Graduate Seminar Will Develop New Marketing Materials Using Experiential Learning and Innovative Design
Homecoming weekend is a time to reflect upon what a campus and a school means to its alumni, current and future students. Using experiential learning and a research-based design processes, Kent State University’s School of Visual Communication Design (VCD)students will use Homecoming weekend to reflect on its graduate programs for the purpose of creating marketing materials to highlight its unique characteristics. Fifteen graduate and senior undergraduate students will be charged with designing flexible and customizable marketing materials to showcase the VCD Master of Arts (MA) and Master of Fine Arts (MFA) programs.
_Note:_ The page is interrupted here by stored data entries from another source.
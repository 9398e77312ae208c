//! Path addresses for locating values across backing stores
//!
//! Provides [`PathAddress`]: a storage [`Location`] plus up to
//! [`TERMINAL_DEPTH`] dot-separated [`Fragment`]s.

use crate::error::{PathError, PathResult};
use serde::{Deserialize, Serialize};
use smallvec::SmallVec;
use std::fmt::{self, Display, Formatter};
use std::str::FromStr;

/// Number of fragments that identify a concrete value
pub const TERMINAL_DEPTH: usize = 4;

/// Separates the location from the fragments
pub const LOCATION_SEPARATOR: char = '#';

/// Separates fragments from each other
pub const FRAGMENT_SEPARATOR: char = '.';

/// Inline fragment storage (never more than the terminal depth)
pub type Fragments = SmallVec<[Fragment; TERMINAL_DEPTH]>;

/// Storage identifier preceding the `#`
#[derive(Debug, Clone, Copy, PartialEq, Eq, PartialOrd, Ord, Hash, Serialize, Deserialize)]
#[serde(rename_all = "lowercase")]
pub enum Location {
    /// In-memory table, readable without I/O
    Static,
    /// Metadata scoped to the current page
    Page,
    /// Metadata scoped to the current document
    Document,
}

impl Location {
    /// Every known location
    pub const ALL: [Location; 3] = [Location::Static, Location::Page, Location::Document];

    /// Identifier used in path strings
    #[inline]
    #[must_use]
    pub const fn as_str(self) -> &'static str {
        match self {
            Self::Static => "static",
            Self::Page => "page",
            Self::Document => "document",
        }
    }
}

impl Display for Location {
    fn fmt(&self, f: &mut Formatter<'_>) -> fmt::Result {
        f.write_str(self.as_str())
    }
}

impl FromStr for Location {
    type Err = PathError;

    fn from_str(s: &str) -> Result<Self, Self::Err> {
        match s {
            "static" => Ok(Self::Static),
            "page" => Ok(Self::Page),
            "document" => Ok(Self::Document),
            other => Err(PathError::UnknownLocation(other.to_string())),
        }
    }
}

/// One segment of a path
#[derive(Debug, Clone, PartialEq, Eq, PartialOrd, Ord, Hash)]
pub enum Fragment {
    /// Opaque key
    Key(String),
    /// `*`: expand one level
    Wildcard,
    /// `**`: expand down to the terminal depth
    Recursive,
}

impl Fragment {
    /// Create a key fragment
    #[inline]
    #[must_use]
    pub fn key(key: impl Into<String>) -> Self {
        Self::Key(key.into())
    }

    /// Check for `*` or `**`
    #[inline]
    #[must_use]
    pub fn is_wildcard(&self) -> bool {
        matches!(self, Self::Wildcard | Self::Recursive)
    }

    /// Key text, if this is not a wildcard
    #[inline]
    #[must_use]
    pub fn as_key(&self) -> Option<&str> {
        match self {
            Self::Key(key) => Some(key),
            Self::Wildcard | Self::Recursive => None,
        }
    }
}

impl Display for Fragment {
    fn fmt(&self, f: &mut Formatter<'_>) -> fmt::Result {
        match self {
            Self::Key(key) => f.write_str(key),
            Self::Wildcard => f.write_str("*"),
            Self::Recursive => f.write_str("**"),
        }
    }
}

/// Split a path string into its location and fragments
///
/// # Errors
/// - `PathError::Syntax` unless the string contains exactly one `#`
/// - `PathError::UnknownLocation` for an unrecognised location
/// - `PathError::EmptyFragment`, `TooDeep`, `WildcardNotLast` for bad fragments
pub fn parse(path: &str) -> PathResult<(Location, Fragments)> {
    let mut parts = path.split(LOCATION_SEPARATOR);
    let (Some(location), Some(rest), None) = (parts.next(), parts.next(), parts.next()) else {
        return Err(PathError::Syntax {
            path: path.to_string(),
            reason: "expected exactly one '#' separator".into(),
        });
    };

    let location = location.parse::<Location>()?;
    let fragments = rest
        .split(FRAGMENT_SEPARATOR)
        .map(|seg| match seg {
            "" => Err(PathError::EmptyFragment(path.to_string())),
            "*" => Ok(Fragment::Wildcard),
            "**" => Ok(Fragment::Recursive),
            key => Ok(Fragment::Key(key.to_string())),
        })
        .collect::<PathResult<Fragments>>()?;

    validate(path, &fragments)?;
    Ok((location, fragments))
}

fn validate(path: &str, fragments: &[Fragment]) -> PathResult<()> {
    if fragments.is_empty() {
        return Err(PathError::Syntax {
            path: path.to_string(),
            reason: "no fragments after location".into(),
        });
    }
    if fragments.len() > TERMINAL_DEPTH {
        return Err(PathError::TooDeep {
            path: path.to_string(),
            depth: fragments.len(),
            max: TERMINAL_DEPTH,
        });
    }
    let last = fragments.len() - 1;
    if fragments[..last].iter().any(Fragment::is_wildcard) {
        return Err(PathError::WildcardNotLast(path.to_string()));
    }
    for fragment in fragments {
        if let Fragment::Key(key) = fragment {
            if key.is_empty() {
                return Err(PathError::EmptyFragment(path.to_string()));
            }
            if key.contains([LOCATION_SEPARATOR, FRAGMENT_SEPARATOR]) {
                return Err(PathError::Syntax {
                    path: path.to_string(),
                    reason: format!("fragment '{key}' contains a separator"),
                });
            }
        }
    }
    Ok(())
}

/// Parsed `location#frag.frag.frag.frag` address
///
/// # Invariants
/// - 1 to [`TERMINAL_DEPTH`] fragments
/// - only the last fragment may be a wildcard
/// - key fragments are non-empty and contain neither `.` nor `#`
#[derive(Debug, Clone, PartialEq, Eq, PartialOrd, Ord, Hash, Serialize, Deserialize)]
#[serde(try_from = "String", into = "String")]
pub struct PathAddress {
    location: Location,
    fragments: Fragments,
}

impl PathAddress {
    /// Build an address from parts
    ///
    /// # Errors
    /// Returns error if the fragments violate the address invariants
    pub fn new(location: Location, fragments: impl IntoIterator<Item = Fragment>) -> PathResult<Self> {
        let fragments: Fragments = fragments.into_iter().collect();
        let rendered = render(location, &fragments);
        validate(&rendered, &fragments)?;
        Ok(Self {
            location,
            fragments,
        })
    }

    /// Build an address from plain keys
    ///
    /// # Errors
    /// Returns error if the keys violate the address invariants
    pub fn from_keys<I, S>(location: Location, keys: I) -> PathResult<Self>
    where
        I: IntoIterator<Item = S>,
        S: Into<String>,
    {
        Self::new(location, keys.into_iter().map(|k| Fragment::Key(k.into())))
    }

    /// Storage location
    #[inline]
    #[must_use]
    pub fn location(&self) -> Location {
        self.location
    }

    /// All fragments, including a trailing wildcard
    #[inline]
    #[must_use]
    pub fn fragments(&self) -> &[Fragment] {
        &self.fragments
    }

    /// Key fragments, excluding a trailing wildcard
    #[must_use]
    pub fn keys(&self) -> Vec<&str> {
        self.fragments.iter().filter_map(Fragment::as_key).collect()
    }

    /// Number of fragments
    #[inline]
    #[must_use]
    pub fn depth(&self) -> usize {
        self.fragments.len()
    }

    /// Trailing wildcard, if any
    #[inline]
    #[must_use]
    pub fn wildcard(&self) -> Option<&Fragment> {
        self.fragments.last().filter(|f| f.is_wildcard())
    }

    /// Addresses a concrete value (four keys, no wildcard)
    #[inline]
    #[must_use]
    pub fn is_terminal(&self) -> bool {
        self.fragments.len() == TERMINAL_DEPTH && self.wildcard().is_none()
    }

    /// Address one level up, or `None` at the first level
    #[must_use]
    pub fn parent(&self) -> Option<Self> {
        if self.fragments.len() <= 1 {
            return None;
        }
        let mut fragments = self.fragments.clone();
        fragments.pop();
        Some(Self {
            location: self.location,
            fragments,
        })
    }

    /// Append a key
    ///
    /// # Errors
    /// Returns error if the address already ends in a wildcard or is terminal
    pub fn child(&self, key: impl Into<String>) -> PathResult<Self> {
        self.push(Fragment::Key(key.into()))
    }

    /// Append a wildcard
    ///
    /// # Errors
    /// Returns error if the address already ends in a wildcard or is terminal
    pub fn with_wildcard(&self, wildcard: Fragment) -> PathResult<Self> {
        self.push(wildcard)
    }

    /// Same address with any trailing wildcard removed
    #[must_use]
    pub fn base(&self) -> Self {
        let mut fragments = self.fragments.clone();
        if fragments.last().is_some_and(Fragment::is_wildcard) {
            fragments.pop();
        }
        Self {
            location: self.location,
            fragments,
        }
    }

    /// Full path string for a dotted key path under this location
    #[must_use]
    pub fn qualify(&self, dotted: &str) -> String {
        format!("{}{LOCATION_SEPARATOR}{dotted}", self.location)
    }

    fn push(&self, fragment: Fragment) -> PathResult<Self> {
        let mut fragments = self.fragments.clone();
        fragments.push(fragment);
        Self::new(self.location, fragments)
    }
}

fn render(location: Location, fragments: &[Fragment]) -> String {
    let joined = fragments
        .iter()
        .map(ToString::to_string)
        .collect::<Vec<_>>()
        .join(".");
    format!("{location}{LOCATION_SEPARATOR}{joined}")
}

impl Display for PathAddress {
    fn fmt(&self, f: &mut Formatter<'_>) -> fmt::Result {
        f.write_str(&render(self.location, &self.fragments))
    }
}

impl FromStr for PathAddress {
    type Err = PathError;

    fn from_str(s: &str) -> Result<Self, Self::Err> {
        let (location, fragments) = parse(s)?;
        Ok(Self {
            location,
            fragments,
        })
    }
}

impl TryFrom<String> for PathAddress {
    type Error = PathError;

    fn try_from(value: String) -> Result<Self, Self::Error> {
        value.parse()
    }
}

impl From<PathAddress> for String {
    fn from(path: PathAddress) -> Self {
        path.to_string()
    }
}

#[cfg(test)]
mod tests {
    use super::*;

    #[test]
    fn parse_terminal_path() {
        let (location, fragments) = parse("static#a.b.c.d").unwrap();
        assert_eq!(location, Location::Static);
        assert_eq!(fragments.len(), 4);
        assert_eq!(fragments[3], Fragment::key("d"));
    }

    #[test]
    fn parse_requires_one_separator() {
        assert!(matches!(parse("static.a.b"), Err(PathError::Syntax { .. })));
        assert!(matches!(parse("static#a#b"), Err(PathError::Syntax { .. })));
    }

    #[test]
    fn parse_unknown_location() {
        let result = parse("remote#a.b.c.d");
        assert_eq!(result.unwrap_err(), PathError::UnknownLocation("remote".into()));
    }

    #[test]
    fn parse_empty_fragment() {
        assert!(matches!(parse("page#a..c.d"), Err(PathError::EmptyFragment(_))));
        assert!(matches!(parse("page#"), Err(PathError::EmptyFragment(_))));
    }

    #[test]
    fn parse_too_deep() {
        let result = parse("page#a.b.c.d.e");
        assert!(matches!(result, Err(PathError::TooDeep { depth: 5, .. })));
    }

    #[test]
    fn parse_wildcards() {
        let (_, fragments) = parse("document#a.b.*").unwrap();
        assert_eq!(fragments[2], Fragment::Wildcard);

        let (_, fragments) = parse("document#a.**").unwrap();
        assert_eq!(fragments[1], Fragment::Recursive);
    }

    #[test]
    fn wildcard_must_be_last() {
        let result = parse("static#a.*.c");
        assert!(matches!(result, Err(PathError::WildcardNotLast(_))));
    }

    #[test]
    fn address_accessors() {
        let path: PathAddress = "static#x.y.z.w".parse().unwrap();
        assert!(path.is_terminal());
        assert_eq!(path.depth(), 4);
        assert_eq!(path.keys(), vec!["x", "y", "z", "w"]);
        assert!(path.wildcard().is_none());
    }

    #[test]
    fn address_parent_and_child() {
        let path: PathAddress = "page#a.b.c".parse().unwrap();
        let child = path.child("d").unwrap();
        assert_eq!(child.to_string(), "page#a.b.c.d");
        assert_eq!(child.parent().unwrap(), path);

        // Terminal addresses cannot grow
        assert!(child.child("e").is_err());
    }

    #[test]
    fn address_wildcard_and_base() {
        let path: PathAddress = "page#a.b".parse().unwrap();
        let expanded = path.with_wildcard(Fragment::Recursive).unwrap();
        assert_eq!(expanded.to_string(), "page#a.b.**");
        assert_eq!(expanded.wildcard(), Some(&Fragment::Recursive));
        assert_eq!(expanded.base(), path);
        assert!(!expanded.is_terminal());
    }

    #[test]
    fn address_rejects_separator_in_key() {
        let result = PathAddress::from_keys(Location::Page, ["a.b", "c"]);
        assert!(matches!(result, Err(PathError::Syntax { .. })));
    }

    #[test]
    fn address_display_round_trip() {
        let text = "document#a.b.c.d";
        let path: PathAddress = text.parse().unwrap();
        assert_eq!(path.to_string(), text);
    }

    #[test]
    fn address_serde_as_string() {
        let path: PathAddress = "static#a.b.*".parse().unwrap();
        let json = serde_json::to_string(&path).unwrap();
        assert_eq!(json, "\"static#a.b.*\"");
        let back: PathAddress = serde_json::from_str(&json).unwrap();
        assert_eq!(back, path);
    }

    #[test]
    fn qualify_prefixes_location() {
        let path: PathAddress = "static#x.y.*".parse().unwrap();
        assert_eq!(path.qualify("x.y.z"), "static#x.y.z");
    }
}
The results of this seminar weekend will address every aspect of the design process – from research to concept to production.
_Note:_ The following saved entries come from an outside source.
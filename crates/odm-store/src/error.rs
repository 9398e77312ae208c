//! Error types for store and resolver operations

use odm_path::{Location, PathError};

/// Errors from backing stores and the resolver
#[derive(Debug, thiserror::Error)]
pub enum StoreError {
    /// Malformed path or failed traversal
    #[error(transparent)]
    Path(#[from] PathError),

    /// Synchronous access to a store that requires a fetch
    #[error("cannot synchronously access non-static storage: {0}")]
    UnsupportedLocation(Location),

    /// Bundle or its payload is absent
    #[error("missing metadata for {location}: {reason}")]
    MissingMetadata {
        location: Location,
        reason: &'static str,
    },

    /// Write attempted against a read-only store
    #[error("store is read-only: {0}")]
    ReadOnlyWrite(Location),

    /// No store registered under the location
    #[error("no store registered for location: {0}")]
    NoStore(Location),

    /// Write target is not a terminal address
    #[error("path does not address a concrete value: {0}")]
    NotTerminal(String),

    /// Remote store constructed for the static location
    #[error("remote store cannot serve location: {0}")]
    InvalidScope(Location),

    /// Value could not be decoded into the requested type
    #[error("decode error: {0}")]
    Decode(#[from] serde_json::Error),

    /// Unclassified failure from the metadata backend
    #[error("backend error: {0}")]
    Backend(String),
}

/// Result alias for store operations
pub type StoreResult<T> = Result<T, StoreError>;
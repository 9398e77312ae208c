//! Search sessions
//!
//! A [`SearchSession`] fans each input out to its enabled channels
//! concurrently, merges results into per-channel row groups, debounces
//! interactive input and caches results by `(channel, input)`.
//!
//! Stale work is kept out of the row groups twice over: [`SearchSession::abort_all`]
//! cancels in-flight queries, and every fired pass carries a generation that
//! must still be current when its rows are applied.

use crate::channel::SearchChannel;
use crate::config::{ConnectionSpec, SearchConfig};
use crate::connection::Connection;
use crate::endpoint::Endpoint;
use crate::error::{ChannelFailure, SearchError, SearchResult};
use crate::hash::ChannelHash;
use crate::precache::PrecacheEntry;
use crate::query::{QueryMask, Row};
use dashmap::DashMap;
use futures::future::join_all;
use indexmap::IndexMap;
use moka::future::Cache;
use odm_object::ObjectContext;
use parking_lot::{Mutex, RwLock};
use std::collections::{HashMap, HashSet};
use std::fmt;
use std::sync::atomic::{AtomicU64, Ordering};
use std::sync::Arc;
use std::time::Duration;
use tokio::runtime::Handle;
use tokio::sync::watch;
use tokio::task::JoinHandle;
use tokio_util::sync::CancellationToken;
use tracing::{debug, trace, warn};

/// Whether a row group matches the current input
#[derive(Debug, Clone, Copy, PartialEq, Eq)]
pub enum GroupState {
    Fresh,
    /// Stale or placeholder
    Dirty,
}

/// Rows of one channel
#[derive(Debug, Clone, PartialEq)]
pub struct RowGroup {
    pub state: GroupState,
    pub rows: Arc<Vec<Row>>,
    /// Input the rows answer
    pub input: String,
}

impl RowGroup {
    #[must_use]
    pub fn fresh(input: &str, rows: Arc<Vec<Row>>) -> Self {
        Self {
            state: GroupState::Fresh,
            rows,
            input: input.to_string(),
        }
    }

    /// Empty dirty group for a channel that produced nothing
    #[must_use]
    pub fn placeholder(input: &str) -> Self {
        Self {
            state: GroupState::Dirty,
            rows: Arc::new(Vec::new()),
            input: input.to_string(),
        }
    }
}

/// Per-channel result of one update
#[derive(Debug, Clone, Default, PartialEq, Eq)]
pub struct UpdateOutcome {
    /// Rows fetched and delivered
    pub delivered: Vec<ChannelHash>,
    /// Rows served from cache
    pub cached: Vec<ChannelHash>,
    /// Nothing to query for the input
    pub skipped: Vec<ChannelHash>,
    /// Cancelled; rows were not delivered
    pub aborted: Vec<ChannelHash>,
}

impl UpdateOutcome {
    /// Channels whose rows reached the callback
    pub fn covered(&self) -> impl Iterator<Item = ChannelHash> + '_ {
        self.delivered.iter().chain(&self.cached).copied()
    }
}

/// How a [`SearchSession::search`] call was handled
#[derive(Debug, Clone, Copy, PartialEq, Eq)]
pub enum Dispatch {
    /// Answered synchronously from a ready precache entry
    Precached,
    /// Pass scheduled after the debounce window
    Scheduled { generation: u64 },
}

enum ChannelOutcome {
    Delivered,
    Cached,
    Skipped,
    Aborted,
}

struct ChannelSlot {
    channel: SearchChannel,
    enabled: bool,
}

/// Concurrent, cancellable, debounced and cached search over many channels
///
/// Cloning is cheap; clones share the session.
#[derive(Clone)]
pub struct SearchSession {
    pub(crate) inner: Arc<SessionInner>,
}

pub(crate) struct SessionInner {
    pub(crate) config: SearchConfig,
    channels: RwLock<Vec<ChannelSlot>>,
    active: Mutex<HashMap<u64, CancellationToken>>,
    next_token: AtomicU64,
    debounce: Mutex<Option<JoinHandle<()>>>,
    groups: RwLock<IndexMap<ChannelHash, RowGroup>>,
    cache: Cache<(ChannelHash, String), Arc<Vec<Row>>>,
    pub(crate) precache: DashMap<String, PrecacheEntry>,
    generation: AtomicU64,
    applied: watch::Sender<u64>,
}

/// Removes a registered cancellation handle however the task exits
struct ActiveGuard<'a> {
    active: &'a Mutex<HashMap<u64, CancellationToken>>,
    id: u64,
}

impl Drop for ActiveGuard<'_> {
    fn drop(&mut self) {
        self.active.lock().remove(&self.id);
    }
}
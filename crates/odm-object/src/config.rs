//! Object context configuration

use serde::{Deserialize, Serialize};

/// How unobserved async-init failures surface
#[derive(Debug, Clone, Copy, PartialEq, Eq, Default, Serialize, Deserialize)]
#[serde(rename_all = "lowercase")]
pub enum FailureVisibility {
    /// Log every failure at error level
    #[default]
    Log,
    /// Log at debug level only
    Silent,
}

/// Configuration for an [`ObjectContext`](crate::ObjectContext)
///
/// Failures are always broadcast to [`failures`](crate::ObjectContext::failures)
/// subscribers regardless of visibility.
#[derive(Debug, Clone, PartialEq, Eq, Serialize, Deserialize)]
#[serde(default)]
pub struct ObjectConfig {
    /// Logging of async-init failures
    pub failure_visibility: FailureVisibility,
    /// Buffered failures per subscriber before lagging
    pub failure_buffer: usize,
}

impl Default for ObjectConfig {
    fn default() -> Self {
        Self {
            failure_visibility: FailureVisibility::Log,
            failure_buffer: 64,
        }
    }
}

impl ObjectConfig {
    /// Create default configuration
    #[must_use]
    pub fn new() -> Self {
        Self::default()
    }

    /// Set failure visibility
    #[must_use]
    pub fn with_failure_visibility(mut self, visibility: FailureVisibility) -> Self {
        self.failure_visibility = visibility;
        self
    }

    /// Set failure buffer size (at least one)
    #[must_use]
    pub fn with_failure_buffer(mut self, size: usize) -> Self {
        self.failure_buffer = size.max(1);
        self
    }
}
Kent State visual communication and design alumni and adjunct faculty members Jason Bacher and Brian Buirge designed the weekend seminar in collaboration with ProfessorSanda Katila, graduate coordinator for the School of Visual Communication Design. The seminar was developed after primary interviews and a comparative analysis of materials used by competing institutions were conducted. The pair’s design firm, Work, employed creative problem-solving techniques to incorporate the school’s vision, mission and ideals in their approach to process and design, while remaining within budget.
Unique to the visual communication and design graduate program is its emphasis on research-based design, exemplified by the thesis requirement in the MFA curriculum. Market research is often used to identify audience perceptions of programs and to determine what information should be communicated for greatest impact, but a key audience input – that of the current student – is often ignored. This experiential graduate seminar will provide an opportunity to incorporate the students’ voice in the design process. The creation of program materials will be a culmination of the school’s ideals in practice. Initial research identified five areas of key messaging that students in the seminar will address in the materials: community, collaboration, leadership, personalization and experience.
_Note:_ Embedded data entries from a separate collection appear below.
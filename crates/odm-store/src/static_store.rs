//! Static in-memory table

use crate::bundle::MetadataBundle;
use crate::error::{StoreError, StoreResult};
use crate::traits::BackingStore;
use async_trait::async_trait;
use odm_path::Location;
use serde_json::Value;
use std::sync::Arc;

/// Read-only table available without I/O
#[derive(Debug, Clone)]
pub struct StaticStore {
    bundle: Arc<MetadataBundle>,
}

impl StaticStore {
    /// Store serving `table`
    #[inline]
    #[must_use]
    pub fn new(table: Value) -> Self {
        Self {
            bundle: Arc::new(MetadataBundle::new(table)),
        }
    }

    /// Store parsed from a JSON document
    ///
    /// # Errors
    /// Returns `StoreError::Decode` if the text is not valid JSON
    pub fn from_json_str(text: &str) -> StoreResult<Self> {
        let table: Value = serde_json::from_str(text)?;
        Ok(Self::new(table))
    }

    /// Table reference
    #[inline]
    #[must_use]
    pub fn table(&self) -> Option<&Value> {
        self.bundle.payload()
    }
}

impl Default for StaticStore {
    fn default() -> Self {
        Self::new(Value::Object(serde_json::Map::new()))
    }
}

#[async_trait]
impl BackingStore for StaticStore {
    fn location(&self) -> Location {
        Location::Static
    }

    fn is_synchronous(&self) -> bool {
        true
    }

    fn is_read_only(&self) -> bool {
        true
    }

    fn metadata_bundle(&self) -> Option<Arc<MetadataBundle>> {
        Some(Arc::clone(&self.bundle))
    }

    async fn fetch_metadata_bundle(&self) -> StoreResult<Option<Arc<MetadataBundle>>> {
        Ok(self.metadata_bundle())
    }

    async fn write_metadata_value(&self, _value: Value, _fragments: &[String]) -> StoreResult<bool> {
        Err(StoreError::ReadOnlyWrite(Location::Static))
    }
}

#[cfg(test)]
mod tests {
    use super::*;
    use serde_json::json;

    #[test]
    fn static_store_is_synchronous() {
        let store = StaticStore::new(json!({ "a": 1 }));
        assert!(store.is_synchronous());
        assert!(store.is_read_only());
        assert_eq!(store.location(), Location::Static);
        assert_eq!(store.table(), Some(&json!({ "a": 1 })));
    }

    #[test]
    fn static_store_from_json() {
        let store = StaticStore::from_json_str(r#"{"x":{"y":2}}"#).unwrap();
        let bundle = store.metadata_bundle().unwrap();
        assert_eq!(bundle.payload(), Some(&json!({ "x": { "y": 2 } })));

        assert!(StaticStore::from_json_str("{not json").is_err());
    }

    #[tokio::test]
    async fn static_store_rejects_writes() {
        let store = StaticStore::default();
        let result = store.write_metadata_value(json!(1), &["a".into()]).await;
        assert!(matches!(result, Err(StoreError::ReadOnlyWrite(Location::Static))));
    }
}
//! Precache warm-up
//!
//! Pre-issues searches for every alphabet character and the curated
//! prefixes through a bounded pool, so typing those inputs is answered
//! from the session without waiting.

use crate::channel::SearchChannel;
use crate::hash::ChannelHash;
use crate::semaphore::Semaphore;
use crate::session::{RowGroup, SearchSession};
use futures::future::join_all;
use indexmap::IndexMap;
use parking_lot::Mutex;
use tracing::{debug, info, warn};

/// Pre-warmed results for one input
#[derive(Debug, Clone, PartialEq)]
pub struct PrecacheEntry {
    pub input: String,
    /// All channels settled without failure or cancellation
    pub ready: bool,
    pub groups: IndexMap<ChannelHash, RowGroup>,
}

impl PrecacheEntry {
    fn pending(input: &str) -> Self {
        Self {
            input: input.to_string(),
            ready: false,
            groups: IndexMap::new(),
        }
    }
}

/// Outcome of a warm-up run
#[derive(Debug, Clone, Copy, Default, PartialEq, Eq)]
pub struct PrecacheReport {
    /// Inputs now answered from the precache
    pub ready: usize,
    /// Inputs that failed or were cancelled
    pub failed: usize,
}

impl SearchSession {
    /// Warm the precache for every configured input
    ///
    /// At most `precache_pool_size` inputs are in flight at once; a pool slot
    /// frees as soon as all channels for its input settle.
    pub async fn precache(&self) -> PrecacheReport {
        let inputs = self.config().precache_inputs();
        let pool = Semaphore::shared(self.config().precache_pool_size);
        info!(inputs = inputs.len(), pool = pool.capacity(), "precache warm-up started");

        let pool = &pool;
        let tasks = inputs.iter().map(|input| async move {
            let _slot = pool.acquire(Some(input.as_str())).await;
            self.warm(input).await
        });
        let results = join_all(tasks).await;

        let ready = results.iter().filter(|ok| **ok).count();
        let report = PrecacheReport {
            ready,
            failed: results.len() - ready,
        };
        info!(ready = report.ready, failed = report.failed, "precache warm-up finished");
        report
    }

    async fn warm(&self, input: &str) -> bool {
        self.inner
            .precache
            .insert(input.to_string(), PrecacheEntry::pending(input));

        let groups = Mutex::new(IndexMap::new());
        let collect = |channel: &SearchChannel, rows| {
            groups.lock().insert(channel.hash(), RowGroup::fresh(input, rows));
        };

        match self.update(input, collect, true).await {
            Ok(outcome) if outcome.aborted.is_empty() => {
                debug!(input, channels = outcome.covered().count(), "precached");
                self.inner.precache.insert(
                    input.to_string(),
                    PrecacheEntry {
                        input: input.to_string(),
                        ready: true,
                        groups: groups.into_inner(),
                    },
                );
                true
            }
            Ok(_) => {
                debug!(input, "precache cancelled");
                self.inner.precache.remove(input);
                false
            }
            Err(err) => {
                warn!(input, error = %err, "precache failed");
                self.inner.precache.remove(input);
                false
            }
        }
    }

    /// Precache entry for `input`
    #[must_use]
    pub fn precache_entry(&self, input: &str) -> Option<PrecacheEntry> {
        self.inner.precache.get(input).map(|entry| entry.clone())
    }

    /// Number of precache entries, ready or pending
    #[must_use]
    pub fn precache_len(&self) -> usize {
        self.inner.precache.len()
    }
}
Buirge says a challenge of the weekend seminar is the tight time constraints.
“We’re asking students to visually communicate the five key ideas with limited resources and without relying on text,” he says. “We want the students to experiment with images, photography and a conceptual development of design work.”
Bacher and Buirge’s team will document the experience to create print and video components explaining the innovative aspects of this design process.